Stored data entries
//! Partial matching over composite keys.
//!
//! A composite key is a fixed sequence of optional fields. Used as a filter,
//! an unset field is a wildcard and a set field must equal the key's field.

/// A key made of optional sub-fields.
pub trait PartialKey {
  type Field: PartialEq;

  /// The key's fields, always in the same order and of the same length.
  fn fields(&self) -> Vec<Option<&Self::Field>>;
}

/// Whether every set field of `filter` equals the corresponding field of `key`.
///
/// An unset filter field matches anything, including an unset key field.
pub fn is_partial_match<K: PartialKey>(key: &K, filter: &K) -> bool {
  key
    .fields()
    .into_iter()
    .zip(filter.fields())
    .all(|(field, wanted)| match wanted {
      None => true,
      Some(wanted) => field == Some(wanted),
    })
}

/// Whether `filter` has no set fields and so matches every key.
pub fn is_wildcard<K: PartialKey>(filter: &K) -> bool {
  filter.fields().iter().all(Option::is_none)
}

#[cfg(test)]
pub(crate) mod tests {
  use super::*;
  use crate::cache::traits::LookupKey;

  #[derive(Debug, Clone, Default, PartialEq, Eq, Hash)]
  pub(crate) struct Triple {
    pub a: Option<String>,
    pub b: Option<String>,
    pub c: Option<String>,
  }

  impl Triple {
    pub(crate) fn new(a: &str, b: &str, c: &str) -> Self {
      Self {
        a: Some(a.to_string()),
        b: Some(b.to_string()),
        c: Some(c.to_string()),
      }
    }
  }

  impl PartialKey for Triple {
    type Field = String;

    fn fields(&self) -> Vec<Option<&String>> {
      vec![self.a.as_ref(), self.b.as_ref(), self.c.as_ref()]
    }
  }

  impl LookupKey for Triple {
    fn is_unset(&self) -> bool {
      is_wildcard(self)
    }
  }

  fn keys() -> Vec<Triple> {
    vec![
      Triple::new("A", "X", "1"),
      Triple::new("A", "X", "2"),
      Triple::new("A", "Y", "1"),
      Triple::new("B", "X", "1"),
    ]
  }

  #[test]
  fn test_single_field_filter() {
    let filter = Triple {
      a: Some("A".into()),
      ..Default::default()
    };
    let matched: Vec<_> = keys()
      .into_iter()
      .filter(|k| is_partial_match(k, &filter))
      .collect();
    assert_eq!(
      matched,
      vec![
        Triple::new("A", "X", "1"),
        Triple::new("A", "X", "2"),
        Triple::new("A", "Y", "1")
      ]
    );
  }

  #[test]
  fn test_two_field_filter() {
    let filter = Triple {
      a: Some("A".into()),
      b: Some("X".into()),
      c: None,
    };
    let matched = keys()
      .into_iter()
      .filter(|k| is_partial_match(k, &filter))
      .count();
    assert_eq!(matched, 2);
  }

  #[test]
  fn test_unset_filter_matches_everything() {
    let filter = Triple::default();
    assert!(is_wildcard(&filter));
    assert!(keys().iter().all(|k| is_partial_match(k, &filter)));
  }

  #[test]
  fn test_set_filter_field_does_not_match_unset_key_field() {
    let key = Triple {
      a: None,
      b: Some("X".into()),
      c: None,
    };
    let filter = Triple {
      a: Some("A".into()),
      ..Default::default()
    };
    assert!(!is_wildcard(&filter));
    assert!(!is_partial_match(&key, &filter));
  }
}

ABOUT THIS TASK -> Return all lines from the entries that contain the string "fields".

REPLY TO THE EXERCISE ->
//! A composite key is a fixed sequence of optional fields. Used as a filter,
/// A key made of optional sub-fields.
  /// The key's fields, always in the same order and of the same length.
  fn fields(&self) -> Vec<Option<&Self::Field>>;
    .fields()
    .zip(filter.fields())
/// Whether `filter` has no set fields and so matches every key.
  filter.fields().iter().all(Option::is_none)
    fn fields(&self) -> Vec<Option<&String>> {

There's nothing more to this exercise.